16S rRNA and RNA sequencing

16S rRNA amplicon sequencing (16S-Seq) and RNA-Sequencing (RNA-Seq) data were accessed from publicly available sequence data stored in Sequence Read Archive, study SRP117763 [19]. The data files corresponding to the samples accessed in the current study are given in S1 Table.

16S rRNA libraries were constructed using 20ng of DNA for each sample using primer pairs flanking the V3 and V4 variable regions of the 16S rRNA gene were used (16SF_V3: 5′-TATGGTAATTGGCCTACGGGAGGCAGCAG-3′ and 16SR_V4: 5′-AGTCAGTCAGCCGGACTACHVGGGTWTCTAAT-3′). Using Illumina sequencing adaptors and barcodes, 40 cycles of limited cycle PCR were performed. The Illumina MiSeq platform was used for amplicon sequencing to generate paired-end reads 250bp long.

RNA-sequencing libraries were generated using Illumina TruSeq V2 reagents following ribodepletion using RiboZero Gold. The Illumina HiSeq2000 platform was used to generate paired-end reads 125bp in length.

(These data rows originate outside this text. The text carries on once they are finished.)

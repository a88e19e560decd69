//! Selector configuration with validated builders.
//!
//! The same validation backs both the builder methods and the string-keyed
//! `Engine::set_option` path, so a value accepted by one is accepted by the
//! other.

use std::time::Duration;

use crate::game_state::chess_errors::{ChessError, ChessResult};

pub const MAX_SEARCH_DEPTH: u8 = 20;
pub const DEFAULT_SEED: u64 = 0x7E12_C4E5_5EED_0001;
pub const DEFAULT_TT_SIZE_MB: usize = 4;

#[derive(Debug, Clone, Copy, PartialEq, Eq)]
pub struct EngineConfig {
    /// Overrides the per-difficulty default depth for searching strategies.
    pub search_depth: Option<u8>,
    pub time_limit: Option<Duration>,
    pub seed: u64,
    pub tt_size_mb: usize,
}

impl Default for EngineConfig {
    fn default() -> Self {
        Self {
            search_depth: None,
            time_limit: None,
            seed: DEFAULT_SEED,
            tt_size_mb: DEFAULT_TT_SIZE_MB,
        }
    }
}

impl EngineConfig {
    pub fn with_search_depth(mut self, depth: u8) -> ChessResult<Self> {
        self.search_depth = Some(validate_depth(depth)?);
        Ok(self)
    }

    pub fn with_time_limit(mut self, limit: Duration) -> ChessResult<Self> {
        self.time_limit = Some(validate_time_limit(limit)?);
        Ok(self)
    }

    pub fn with_seed(mut self, seed: u64) -> Self {
        self.seed = seed;
        self
    }

    pub fn with_tt_size_mb(mut self, size_mb: usize) -> ChessResult<Self> {
        self.tt_size_mb = validate_tt_size(size_mb)?;
        Ok(self)
    }
}

pub(crate) fn validate_depth(depth: u8) -> ChessResult<u8> {
    if (1..=MAX_SEARCH_DEPTH).contains(&depth) {
        Ok(depth)
    } else {
        Err(ChessError::InvalidOption(format!(
            "search depth must be 1-{MAX_SEARCH_DEPTH}, got {depth}"
        )))
    }
}

pub(crate) fn validate_time_limit(limit: Duration) -> ChessResult<Duration> {
    if limit.is_zero() {
        Err(ChessError::InvalidOption("time limit must be positive".to_owned()))
    } else {
        Ok(limit)
    }
}

pub(crate) fn validate_tt_size(size_mb: usize) -> ChessResult<usize> {
    if size_mb == 0 {
        Err(ChessError::InvalidOption("hash size must be at least 1 MB".to_owned()))
    } else {
        Ok(size_mb)
    }
}

/// Parse a numeric option value, naming the option in the error.
pub(crate) fn parse_option_value<T: std::str::FromStr>(name: &str, value: &str) -> ChessResult<T> {
    value
        .trim()
        .parse::<T>()
        .map_err(|_| ChessError::InvalidOption(format!("invalid {name} value {value:?}")))
}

MinION library preparation

Eleven DNA samples from CRC tissue, corresponding to those used for 16S rRNA sequencing were used for MinION sequencing (see S1 Table). DNA concentration was recorded using a Qubit® 2.0 fluorometer prior to library preparation. A reagent blank (nuclease-free water) was included as a technical control. Size restriction was performed on each of the samples, using 0.45x the volume MagBio High Prep beads. For each sample, 400ng genomic DNA was used, the volume adjusted to 7.5μl with nuclease-free water, and 2.5μl of barcode fragmentation mix was added, as per MinION protocol RBK_9054_v2_revA. The samples were incubated in a thermal cycler at 30°C for 1 minute and 80°C for 1 minute. The barcoded samples were then pooled, and DNA was purified using AMPure XP beads and resuspended in 10 μl of 10 mM Tris-HCl pH 7.5 with 50mM NaCl. Then, 1μl of RAP (Rapid sequencing AdaPtor) were added to the barcoded DNA. The resulting library was loaded onto a single MinION R9.4.1 (106) flow cell and sequenced for 48 hrs.

Sequence processing

16S rRNA amplicon sequencing.

Data were accessed from the publicly available sequence data stored in the Sequence Read Archive, study SRP117763 [24]. In brief, the following steps were taken: short overlapping forward and reverse reads from the same fragments were joined using FLASh v1.2.11 [20], and joined overlapped sequences were trimmed to contain only those reads with a 99.99% accuracy. Minimal length of fragments was kept at 50bp using SolexaQA++ v3.1.15 [21]. Using DADA2, chimeric sequences were removed and amplicon sequence variants were picked to assign bacterial taxonomy from a sequence table using the SILVA132 16S rRNA database (13/12/2017 release) [19]. Commands used can be accessed at the DADA2 GitHub page (, accessed 08/05/2018) and in S1 Data. 16S sequencing data can be accessed at the Zenodo repository [24].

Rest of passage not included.